Your articles on the Neuro-Psychological Testing were right on (October 8-22). My husband underwent testing twice and your articles explained it things exactly the way they were. Besides the test, we also tried therapy.
This was a process. First, I had to shop around for a psychiatrist, or psychologist. Where I live, the cost of a psychiatrist is covered under Medicare, but the wait to see one is very long. A psychologist is not covered and is expensive. Our private medical plan had some coverage for a psychologist, but not enough to carry us through to the point of progress. Counseling was a long, involved and extensive process, requiring an investment of time, effort and patience on both our parts. Besides the joint sessions, we also had individual counseling.
These sessions gave me hope that there would be good results. We tried several psychiatrists before I found a female one, who was supportive and understood my point- of-view and my emotion. My husband and I attended sessions together, and for a while there was progress. However, my husband would soon revert to his old ways, “forgetting” what he learned, and we’d start all over again. After several attempts, I gave up on the counseling, as I could not handle getting my hopes up, and then having them knocked down over and over again. I was missing a lot of work and felt like I was living on a hamster’s wheel, going in circles. I finally accepted that his behavior was not going to change permanently and that I just had to deal with it.

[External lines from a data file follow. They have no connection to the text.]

//! Time-based interpolation primitives.
//!
//! Every animated value in the runtime (hover raises, click presses, the
//! monitor mix, camera moves, slider offsets, colour pulses) is driven by a
//! [`Timeline`]. Completion is reported as a return value from
//! [`Timeline::tick`] so callers drive explicit state transitions instead of
//! registering closures.

use std::f32::consts::PI;

/// Easing curves, named after the curves the scene was designed with.
#[derive(Clone, Copy, Debug, PartialEq, Eq)]
pub enum Ease {
    Linear,
    /// Cubic ease-in.
    Power2In,
    /// Cubic ease-out.
    Power2Out,
    Power2InOut,
    SineInOut,
    /// Elastic overshoot, amplitude 1 and period 0.3.
    ElasticOut,
}

impl Ease {
    pub fn apply(self, t: f32) -> f32 {
        let t = t.clamp(0.0, 1.0);
        match self {
            Ease::Linear => t,
            Ease::Power2In => t * t * t,
            Ease::Power2Out => 1.0 - (1.0 - t).powi(3),
            Ease::Power2InOut => {
                if t < 0.5 {
                    4.0 * t * t * t
                } else {
                    1.0 - (-2.0 * t + 2.0).powi(3) / 2.0
                }
            }
            Ease::SineInOut => -((PI * t).cos() - 1.0) / 2.0,
            Ease::ElasticOut => {
                if t <= 0.0 || t >= 1.0 {
                    t
                } else {
                    let c4 = (2.0 * PI) / 3.0;
                    2.0_f32.powf(-10.0 * t) * ((t * 10.0 - 0.75) * c4).sin() + 1.0
                }
            }
        }
    }
}

#[derive(Clone, Copy, Debug, PartialEq, Eq)]
pub enum Direction {
    Forward,
    Reverse,
}

/// Which end a timeline just reached.
#[derive(Clone, Copy, Debug, PartialEq, Eq)]
pub enum Finished {
    Forward,
    Reverse,
}

/// Playback contract shared by every animation in the runtime.
///
/// - `reverse` resumes from the current progress; it never jumps.
/// - `restart` rewinds to the start and plays forward, dropping whatever was
///   in flight (triggers cancel and replay, they never queue).
/// - `kill` freezes the timeline where it is with no pending completion.
pub trait Timeline {
    fn play(&mut self);
    fn reverse(&mut self);
    fn restart(&mut self);
    fn kill(&mut self);
    fn tick(&mut self, dt: f32) -> Option<Finished>;
    /// Linear progress in `[0, 1]`.
    fn progress(&self) -> f32;
    /// Eased progress.
    fn value(&self) -> f32;
    fn direction(&self) -> Direction;
    fn is_active(&self) -> bool;
}

#[derive(Clone, Debug)]
pub struct Tween {
    duration: f32,
    ease: Ease,
    progress: f32,
    direction: Direction,
    active: bool,
}

impl Tween {
    /// A paused tween resting at its start.
    pub fn new(duration_sec: f32, ease: Ease) -> Self {
        Self {
            duration: duration_sec.max(0.0),
            ease,
            progress: 0.0,
            direction: Direction::Reverse,
            active: false,
        }
    }

    pub fn duration(&self) -> f32 {
        self.duration
    }

    pub fn ease(&self) -> Ease {
        self.ease
    }

    /// Snap back to the start without reporting a completion.
    pub fn rewind(&mut self) {
        self.progress = 0.0;
        self.direction = Direction::Reverse;
        self.active = false;
    }

    pub fn is_at_start(&self) -> bool {
        self.progress <= 0.0
    }

    pub fn is_at_end(&self) -> bool {
        self.progress >= 1.0
    }
}

impl Timeline for Tween {
    fn play(&mut self) {
        self.direction = Direction::Forward;
        self.active = self.progress < 1.0;
    }

    fn reverse(&mut self) {
        self.direction = Direction::Reverse;
        self.active = self.progress > 0.0;
    }

    fn restart(&mut self) {
        self.progress = 0.0;
        self.direction = Direction::Forward;
        self.active = true;
    }

    fn kill(&mut self) {
        self.active = false;
    }

    fn tick(&mut self, dt: f32) -> Option<Finished> {
        if !self.active {
            return None;
        }
        let step = if self.duration > 0.0 {
            dt.max(0.0) / self.duration
        } else {
            1.0
        };
        match self.direction {
            Direction::Forward => {
                self.progress = (self.progress + step).min(1.0);
                if self.progress >= 1.0 {
                    self.active = false;
                    return Some(Finished::Forward);
                }
            }
            Direction::Reverse => {
                self.progress = (self.progress - step).max(0.0);
                if self.progress <= 0.0 {
                    self.active = false;
                    return Some(Finished::Reverse);
                }
            }
        }
        None
    }

    fn progress(&self) -> f32 {
        self.progress
    }

    fn value(&self) -> f32 {
        self.ease.apply(self.progress)
    }

    fn direction(&self) -> Direction {
        self.direction
    }

    fn is_active(&self) -> bool {
        self.active
    }
}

We also tried family counseling with our teenage children, something that was very hard to do. Our son did not participate much and our daughter was very emotional. She worried about her mother “surviving” with this cruel side of her father that his illness brought out. As the progress was minimal and short-term and it was hard to have my daughter upset, we discontinued these sessions as well.

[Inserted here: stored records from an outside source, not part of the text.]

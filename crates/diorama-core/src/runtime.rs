//! The scene runtime: one context object owning every subsystem, driven by
//! input events and per-frame ticks from the host.

use crate::ambient::AmbientDriver;
use crate::camera::{Breakpoint, Camera, CameraCycler, CameraPose, ViewHook};
use crate::constants::{
    AMBIENT_SEED, GLOW_VIEW_INDEX, HIT_TEST_MIN_INTERVAL_SEC, MONITOR_EPSILON, MONITOR_SMOOTHING,
};
use crate::effects::ButtonEffects;
use crate::error::RuntimeError;
use crate::hit_test::{Hit, HitTester};
use crate::host::{Host, Modal, SoundKey, THEME_PREFERENCE_KEY};
use crate::hover::{cursor_for, CursorStyle, HoverMachine};
use crate::monitor::{MonitorAction, MonitorEngine, MonitorUniforms, Source};
use crate::pointer::PointerTracker;
use crate::registry::{ObjectId, Registry};
use crate::scene::{NodeDesc, NodeId, NodePose, NodeTable, TextureId};
use crate::tags::Role;
use crate::theme::{TextureSet, Theme, ThemeController};
use glam::Vec2;

#[derive(Clone, Debug)]
pub struct RuntimeConfig {
    pub hit_test_interval: f32,
    pub monitor_smoothing: f32,
    pub monitor_epsilon: f32,
    pub ambient_seed: u64,
    /// Viewport in CSS pixels; its width picks the camera breakpoint.
    pub viewport: Vec2,
}

impl Default for RuntimeConfig {
    fn default() -> Self {
        Self {
            hit_test_interval: HIT_TEST_MIN_INTERVAL_SEC,
            monitor_smoothing: MONITOR_SMOOTHING,
            monitor_epsilon: MONITOR_EPSILON,
            ambient_seed: AMBIENT_SEED,
            viewport: Vec2::new(1280.0, 720.0),
        }
    }
}

/// Everything the asset loader hands over once the scene is ready.
#[derive(Clone, Debug, Default)]
pub struct SceneAssets {
    pub nodes: Vec<NodeDesc>,
    pub monitor_slides: Vec<TextureId>,
    pub textures: TextureSet,
}

/// Which DJ pads currently have their loop playing.
#[derive(Clone, Copy, Debug, Default)]
struct DjDeck(u16);

impl DjDeck {
    /// Flip a pad; returns whether it is playing afterwards.
    fn toggle(&mut self, pad: u8) -> bool {
        let bit = 1u16 << pad;
        self.0 ^= bit;
        self.0 & bit != 0
    }

    fn is_playing(&self, pad: u8) -> bool {
        self.0 & (1u16 << pad) != 0
    }
}

/// Subsystems that only exist once the scene is loaded.
struct LoadedScene {
    nodes: NodeTable,
    registry: Registry,
    monitor: Option<MonitorEngine>,
    theme: ThemeController,
    ambient: AmbientDriver,
    effects: ButtonEffects,
}
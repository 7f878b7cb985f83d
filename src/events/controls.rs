use wasm_bindgen::JsCast;
use web_sys as web;

use crate::constants::{CAMERA_CYCLE_ID, MUSIC_TOGGLE_ID, THEME_TOGGLE_ID};
use crate::dom;
use crate::host::SharedRuntime;

pub fn wire_ui_buttons(runtime: &SharedRuntime, document: &web::Document) {
    let rt = runtime.clone();
    dom::add_click_listener(document, THEME_TOGGLE_ID, move || {
        let theme = rt.borrow_mut().toggle_theme();
        log::info!("[theme] toggled to {}", theme);
    });

    let rt = runtime.clone();
    dom::add_click_listener(document, CAMERA_CYCLE_ID, move || {
        rt.borrow_mut().cycle_camera();
    });

    let rt = runtime.clone();
    dom::add_click_listener(document, MUSIC_TOGGLE_ID, move || {
        let playing = rt.borrow_mut().toggle_background_music();
        log::info!("[audio] background {}", if playing { "on" } else { "off" });
    });
}

pub fn wire_video_ended(runtime: &SharedRuntime, video: &web::HtmlVideoElement) {
    let rt = runtime.clone();
    let closure = wasm_bindgen::closure::Closure::wrap(Box::new(move || {
        let action = rt.borrow_mut().video_ended();
        log::info!("[monitor] video ended -> {:?}", action);
    }) as Box<dyn FnMut()>);
    _ = video.add_event_listener_with_callback("ended", closure.as_ref().unchecked_ref());
    closure.forget();
}

pub fn wire_resize(runtime: &SharedRuntime, canvas: &web::HtmlCanvasElement) {
    dom::sync_canvas_backing_size(canvas);
    let rt = runtime.clone();
    let canvas_resize = canvas.clone();
    let closure = wasm_bindgen::closure::Closure::wrap(Box::new(move || {
        dom::sync_canvas_backing_size(&canvas_resize);
        rt.borrow_mut().resize(dom::viewport());
    }) as Box<dyn FnMut()>);
    if let Some(window) = web::window() {
        _ = window.add_event_listener_with_callback("resize", closure.as_ref().unchecked_ref());
    }
    closure.forget();
}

I have accepted that because of his illness, my husband will not be able to change his words (thinking before speaking), his actions (acting in an embarrassing way in front of others), his lack of participation in family activities, and I have come to be grateful for the fact that he is able to get out of bed every day and still work (after being diagnosed 28 years ago).

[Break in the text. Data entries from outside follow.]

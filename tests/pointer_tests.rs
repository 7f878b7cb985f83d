// Pointer mapping and ray picking.

use diorama_core::*;
use glam::{Mat4, Quat, Vec2, Vec3};

#[test]
fn client_pixels_map_to_ndc_with_y_up() {
    let viewport = Vec2::new(800.0, 600.0);
    assert_eq!(client_to_ndc(Vec2::new(0.0, 0.0), viewport), Some(Vec2::new(-1.0, 1.0)));
    assert_eq!(client_to_ndc(Vec2::new(400.0, 300.0), viewport), Some(Vec2::ZERO));
    assert_eq!(client_to_ndc(Vec2::new(800.0, 600.0), viewport), Some(Vec2::new(1.0, -1.0)));
    assert_eq!(client_to_ndc(Vec2::ONE, Vec2::ZERO), None);
}

#[test]
fn movement_marks_the_pointer_dirty_once() {
    let mut p = PointerTracker::default();
    assert!(!p.is_dirty());
    p.mouse_move(Vec2::new(10.0, 10.0), Vec2::new(100.0, 100.0), false);
    assert!(p.take_dirty());
    assert!(!p.take_dirty());
    assert!(p.ndc().abs_diff_eq(Vec2::new(-0.8, 0.8), 1e-6));
}

#[test]
fn pointer_is_frozen_while_a_modal_is_open() {
    let mut p = PointerTracker::default();
    p.mouse_move(Vec2::new(50.0, 50.0), Vec2::new(100.0, 100.0), false);
    p.take_dirty();
    p.mouse_move(Vec2::new(90.0, 90.0), Vec2::new(100.0, 100.0), true);
    p.touch_start(Vec2::new(10.0, 10.0), Vec2::new(100.0, 100.0), true);
    assert!(!p.is_dirty());
    assert_eq!(p.ndc(), Vec2::ZERO);
}

#[test]
fn touch_end_flag_clears_on_mouse_motion() {
    let mut p = PointerTracker::default();
    p.touch_start(Vec2::new(20.0, 20.0), Vec2::new(100.0, 100.0), false);
    assert!(p.is_dirty());
    p.touch_end();
    assert!(p.touch_happened());
    p.mouse_move(Vec2::new(20.0, 20.0), Vec2::new(100.0, 100.0), true);
    assert!(!p.touch_happened());
}

#[test]
fn ray_aabb_front_inside_and_miss() {
    let min = Vec3::splat(-1.0);
    let max = Vec3::splat(1.0);
    let t = ray_aabb(Vec3::new(0.0, 0.0, -5.0), Vec3::Z, min, max).unwrap();
    assert!((t - 4.0).abs() < 1e-5);
    let inside = ray_aabb(Vec3::ZERO, Vec3::Z, min, max).unwrap();
    assert!((inside - 1.0).abs() < 1e-5);
    assert_eq!(ray_aabb(Vec3::new(0.0, 3.0, -5.0), Vec3::Z, min, max), None);
    assert_eq!(ray_aabb(Vec3::new(0.0, 0.0, 5.0), Vec3::Z, min, max), None);
}

#[test]
fn ray_obb_respects_rotation_and_scale() {
    let bounds = Bounds {
        center: Vec3::ZERO,
        half_extents: Vec3::new(2.0, 0.1, 0.1),
    };
    let origin = Vec3::new(0.0, 1.5, -5.0);
    // a long thin bar along X misses a ray passing above it...
    assert_eq!(ray_obb(origin, Vec3::Z, &Mat4::IDENTITY, &bounds), None);
    // ...but stood upright along Y it is hit
    let upright = Mat4::from_quat(Quat::from_rotation_z(std::f32::consts::FRAC_PI_2));
    let t = ray_obb(origin, Vec3::Z, &upright, &bounds).unwrap();
    assert!((t - 4.9).abs() < 1e-4);

    let scaled = Mat4::from_scale(Vec3::splat(20.0));
    assert!(ray_obb(origin, Vec3::Z, &scaled, &bounds).is_some());
}

fn row_scene() -> (NodeTable, Registry, Camera) {
    let at = |name: &str, z: f32| {
        NodeDesc::new(
            name,
            Transform {
                position: Vec3::new(0.0, 0.0, z),
                ..Transform::default()
            },
        )
    };
    let nodes = NodeTable::from_descs(vec![
        at("far_hover_raycaster", -10.0),
        at("terrain_ground", -2.0),
        at("near_hover_raycaster", -4.0),
    ]);
    let registry = Registry::from_nodes(&nodes);
    let camera = Camera::new(
        CameraPose {
            position: Vec3::new(0.0, 0.0, 5.0),
            target: Vec3::ZERO,
        },
        1.0,
    );
    (nodes, registry, camera)
}

#[test]
fn hits_are_sorted_nearest_first_and_skip_unpickable_nodes() {
    let (nodes, registry, camera) = row_scene();
    assert_eq!(registry.len(), 2);
    let mut pointer = PointerTracker::default();
    let mut tester = HitTester::new(0.1);
    tester.cast(&pointer, &camera, &registry, &nodes);
    let hits = tester.hits();
    assert_eq!(hits.len(), 2);
    assert!(hits[0].distance < hits[1].distance);
    let near = registry.object_for_node(nodes.find("near_hover_raycaster").unwrap());
    assert_eq!(tester.nearest(), near);

    pointer.mouse_move(Vec2::new(0.0, 0.0), Vec2::new(100.0, 100.0), false);
    tester.cast(&pointer, &camera, &registry, &nodes);
    assert!(tester.hits().is_empty());
    assert_eq!(tester.nearest(), None);
}

#[test]
fn update_skips_casts_when_the_pointer_is_still() {
    let (nodes, registry, camera) = row_scene();
    let mut pointer = PointerTracker::default();
    let mut tester = HitTester::new(0.1);
    assert!(tester.update(&mut pointer, &camera, &registry, &nodes, 0.0), "first update primes");
    assert!(!tester.update(&mut pointer, &camera, &registry, &nodes, 0.05));
    assert!(tester.update(&mut pointer, &camera, &registry, &nodes, 0.06), "interval elapsed");

    pointer.mouse_move(Vec2::new(50.0, 50.0), Vec2::new(100.0, 100.0), false);
    assert!(tester.update(&mut pointer, &camera, &registry, &nodes, 0.0), "moved");
    assert!(!tester.update(&mut pointer, &camera, &registry, &nodes, 0.0));

    tester.clear();
    assert!(tester.hits().is_empty());
    assert!(tester.update(&mut pointer, &camera, &registry, &nodes, 0.0), "clear re-primes");
}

I will not give up some of the freedom I have while he can still function to some reasonable degree. I travel (he doesn’t want to). Just recently I went to a spa all by myself. I don’t know when the medical situation will change and I won’t be able to leave home without worrying that the house will burn down, or an accident will happen because of his forgetfulness, so I do these things now for myself.
Therapy may help some of the ill spouses and changes may occur that are long lasting. Therapy may keep you sane. I continued therapy on my own, if just to relieve pressure and stress. My well spouse support group for wives (I found the well spouse men have different needs and different outlook than women and should be in a group of their own) was a lifesaver for me at a time when I was holding on by two strings. I remember the feeling of drowning and that saying that you come up 3 times and then go down forever. Well, and I did not want to come up again. I cannot swim so the analogy of using water is very frightening to me, as I have no control in water, so it was a very scary time for me. The women in this group were literally my life jackets. I developed some absolutely wonderful personal friendships that I cherish so much. I can say whatever I want to them without worrying about it being inappropriate, because they truly understand and don’t judge my feelings. All of them had been in my shoes and walked my walk.
It was difficult for them to “go back there” and share their experiences with me the first time I went to the group. They did it, retold their stories to me, just so I could see there was hope and see that they were surviving and that I could too. I cannot thank these women enough for getting me through that time and carrying me and giving me more strings to hang onto so that I would float instead of sink. (One of the women in my group actually taught me how to really float in the water, in my 40’s no less; it’s not easy to learn things later in life and I have since gone on to take swimming lessons).